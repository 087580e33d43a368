//! Command dispatcher for `.ray` scene files.

use std::collections::HashMap;
use std::path::{Path, PathBuf};
use std::sync::Arc;

use prism_math::{DMat4, DQuat, DVec3, UVec2};

use super::lexer::{Lexer, ParamList, ParseError, ParseResult, TokenKind};
use super::{LoadError, LoadResult};
use crate::material::Material;
use crate::mesh::Mesh;
use crate::scene::{ContainerKind, SceneDescription, SceneObject, SphericalLight};
use crate::shape::Shape;
use crate::texture::TextureCache;

/// Builds a `SceneDescription` from a token stream.
///
/// Objects capture the transform on top of the matrix stack at the time
/// they are declared. Relative mesh and texture paths are resolved against
/// `base_dir`.
pub struct Parser {
    lexer: Lexer,
    base_dir: PathBuf,
    textures: TextureCache,
    meshes: HashMap<PathBuf, Arc<Mesh>>,
    transform_stack: Vec<DMat4>,
    container: Option<ContainerKind>,
    scene: SceneDescription,
}

impl Parser {
    pub fn new(source: &str, base_dir: impl Into<PathBuf>) -> ParseResult<Self> {
        let base_dir = base_dir.into();
        Ok(Self {
            lexer: Lexer::new(source)?,
            textures: TextureCache::with_base_dir(&base_dir),
            base_dir,
            meshes: HashMap::new(),
            transform_stack: vec![DMat4::IDENTITY],
            container: None,
            scene: SceneDescription::new(),
        })
    }

    /// Run every command to the end of the input.
    pub fn parse(mut self) -> LoadResult<SceneDescription> {
        while !self.lexer.is_eof() {
            let line = self.lexer.line();
            let name = self.lexer.get_name()?;
            self.dispatch(&name, line)?;
        }

        self.scene.container = match self.container {
            Some(kind) => kind,
            None => {
                log::warn!("No container specified, defaulting to BVH");
                ContainerKind::Bvh
            }
        };

        Ok(self.scene)
    }

    fn dispatch(&mut self, name: &str, line: usize) -> LoadResult<()> {
        match name {
            "dimension" => {
                let width = to_count(self.lexer.get_number()?, line)?;
                let height = to_count(self.lexer.get_number()?, line)?;
                self.scene.options.resolution = UVec2::new(width, height);
            }
            "samples_per_pixel" => {
                self.scene.options.samples_per_pixel = to_count(self.lexer.get_number()?, line)?;
            }
            "jitter_radius" => self.scene.options.jitter_radius = self.lexer.get_number()?,
            "ambient_light" => {
                self.scene.options.ambient_light = to_vec3(&self.lexer.get_numbers(3, 3)?);
            }
            "max_ray_depth" => {
                self.scene.options.max_ray_depth = to_count(self.lexer.get_number()?, line)?;
            }
            "Perspective" => self.parse_perspective()?,
            "LookAt" => self.parse_look_at()?,
            "Material" => self.parse_material(line)?,
            "PushMatrix" => {
                let top = self.top();
                self.transform_stack.push(top);
            }
            "PopMatrix" => {
                self.transform_stack.pop();
                if self.transform_stack.is_empty() {
                    return Err(ParseError::TransformStackUnderflow { line }.into());
                }
            }
            "Translate" => {
                let offset = self.get_vec3()?;
                self.post_multiply(DMat4::from_translation(offset));
            }
            "Scale" => {
                let scale = self.get_vec3()?;
                self.post_multiply(DMat4::from_scale(scale));
            }
            "Rotate" => {
                let degrees = self.lexer.get_number()?;
                let axis = self.get_vec3()?;
                if axis.length_squared() == 0.0 {
                    return Err(ParseError::Parse {
                        line,
                        message: "rotation axis has zero length".to_string(),
                    }
                    .into());
                }
                let rotation = DQuat::from_axis_angle(axis.normalize(), degrees.to_radians());
                self.post_multiply(DMat4::from_quat(rotation));
            }
            "Sphere" => {
                let radius = self.lexer.get_number()?;
                self.finish_object(Shape::sphere(radius))?;
            }
            "Quad" => {
                let half_size = self.lexer.get_number()?;
                self.finish_object(Shape::quad(half_size))?;
            }
            "Cylinder" => {
                let radius = self.lexer.get_number()?;
                let half_height = self.lexer.get_number()?;
                self.finish_object(Shape::cylinder(radius, half_height))?;
            }
            "Mesh" => {
                let file = self.lexer.get_string()?;
                let mesh = self.load_mesh(&file)?;
                self.finish_object(Shape::Mesh(mesh))?;
            }
            "SphericalLight" => {
                let position = self.get_vec3()?;
                let params = self.lexer.get_param_list(1, 4)?;
                self.scene.lights.push(SphericalLight {
                    position,
                    emission: param_vec3(&params, "emission", line)?,
                    radius: param_scalar(&params, "radius", line)?,
                });
            }
            "container" => {
                let value = self.lexer.get_string()?;
                let kind = value
                    .parse::<ContainerKind>()
                    .map_err(|_| ParseError::UnknownContainer(value))?;
                self.container = Some(kind);
            }
            _ => {
                return Err(ParseError::UnknownCommand {
                    line,
                    name: name.to_string(),
                }
                .into())
            }
        }
        Ok(())
    }

    fn parse_perspective(&mut self) -> ParseResult<()> {
        let camera = &mut self.scene.camera;
        camera.fov_y = self.lexer.get_number()?;
        camera.aspect = self.lexer.get_number()?;
        camera.z_near = self.lexer.get_number()?;
        camera.z_far = self.lexer.get_number()?;
        Ok(())
    }

    fn parse_look_at(&mut self) -> ParseResult<()> {
        self.scene.camera.position = self.get_vec3()?;
        self.scene.camera.center = self.get_vec3()?;
        self.scene.camera.up = self.get_vec3()?;
        Ok(())
    }

    fn parse_material(&mut self, line: usize) -> LoadResult<()> {
        let name = self.lexer.get_string()?;
        let kind = self.lexer.get_string()?;
        let texture_path = self.lexer.get_string()?;
        let params = self.lexer.get_param_list(1, 4)?;

        let texture = if texture_path.is_empty() {
            None
        } else {
            Some(self.textures.load(&texture_path)?)
        };

        log::debug!("Material '{}' ({}), {} parameters", name, kind, params.len());

        self.scene.materials.insert(Material {
            name,
            texture,
            color_albedo: param_vec3(&params, "color_albedo", line)?,
            k_ambient: param_scalar(&params, "k_ambient", line)?,
            k_diffuse: param_scalar(&params, "k_diffuse", line)?,
            k_specular: param_scalar(&params, "k_specular", line)?,
            metallic: param_scalar(&params, "metallic", line)?,
            shininess: param_scalar(&params, "shininess", line)?,
            refractive_index: param_scalar(&params, "refractive_index", line)?,
            k_reflection: param_scalar(&params, "k_reflection", line)?,
            k_refraction: param_scalar(&params, "k_refraction", line)?,
        });
        Ok(())
    }

    /// Read the material name that ends every object command and record the object.
    fn finish_object(&mut self, shape: Shape) -> LoadResult<()> {
        let line = self.lexer.line();
        let material = self.lexer.get_string()?;
        if !self.scene.materials.contains(&material) {
            return Err(LoadError::MissingMaterial {
                line,
                name: material,
            });
        }

        let object = SceneObject::new(shape, material).with_transform(self.top());
        log::debug!("Object {} with material '{}'", object.shape, object.material);
        self.scene.objects.push(object);
        Ok(())
    }

    fn load_mesh(&mut self, file: &str) -> LoadResult<Arc<Mesh>> {
        let path = resolve(&self.base_dir, file);
        if let Some(mesh) = self.meshes.get(&path) {
            return Ok(mesh.clone());
        }

        let mesh = Mesh::load_obj(&path).map_err(|source| LoadError::Obj {
            path: path.clone(),
            source,
        })?;
        log::info!(
            "Loaded mesh {}: {} triangles",
            path.display(),
            mesh.triangle_count()
        );

        let mesh = Arc::new(mesh);
        self.meshes.insert(path, mesh.clone());
        Ok(mesh)
    }

    fn get_vec3(&mut self) -> ParseResult<DVec3> {
        if self.lexer.peek().kind == TokenKind::ArrayBegin {
            return Ok(to_vec3(&self.lexer.get_numbers(3, 3)?));
        }
        let x = self.lexer.get_number()?;
        let y = self.lexer.get_number()?;
        let z = self.lexer.get_number()?;
        Ok(DVec3::new(x, y, z))
    }

    fn top(&self) -> DMat4 {
        self.transform_stack
            .last()
            .copied()
            .unwrap_or(DMat4::IDENTITY)
    }

    fn post_multiply(&mut self, m: DMat4) {
        if let Some(top) = self.transform_stack.last_mut() {
            *top = *top * m;
        }
    }
}

fn resolve(base_dir: &Path, file: &str) -> PathBuf {
    let path = Path::new(file);
    if path.is_absolute() {
        path.to_path_buf()
    } else {
        base_dir.join(path)
    }
}

fn to_vec3(values: &[f64]) -> DVec3 {
    DVec3::new(values[0], values[1], values[2])
}

fn to_count(value: f64, line: usize) -> ParseResult<u32> {
    if value.is_finite() && value >= 0.0 && value <= u32::MAX as f64 {
        Ok(value as u32)
    } else {
        Err(ParseError::Parse {
            line,
            message: format!("expected a non-negative integer; got {}", value),
        })
    }
}

/// A missing key reads as zero.
fn param_scalar(params: &ParamList, key: &str, line: usize) -> ParseResult<f64> {
    match params.get(key).map(Vec::as_slice) {
        None => Ok(0.0),
        Some([value]) => Ok(*value),
        Some(values) => Err(ParseError::Parse {
            line,
            message: format!("\"{}\" expects 1 number; got {}", key, values.len()),
        }),
    }
}

/// A missing key reads as zero.
fn param_vec3(params: &ParamList, key: &str, line: usize) -> ParseResult<DVec3> {
    match params.get(key).map(Vec::as_slice) {
        None => Ok(DVec3::ZERO),
        Some([x, y, z]) => Ok(DVec3::new(*x, *y, *z)),
        Some(values) => Err(ParseError::Parse {
            line,
            message: format!("\"{}\" expects 3 numbers; got {}", key, values.len()),
        }),
    }
}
-- -- --
## What is needed:
Gather up, from the records above, each line where the word "values" appears.

## Finished task:
fn to_vec3(values: &[f64]) -> DVec3 {
    DVec3::new(values[0], values[1], values[2])
        Some(values) => Err(ParseError::Parse {
            message: format!("\"{}\" expects 1 number; got {}", key, values.len()),
        Some(values) => Err(ParseError::Parse {
            message: format!("\"{}\" expects 3 numbers; got {}", key, values.len()),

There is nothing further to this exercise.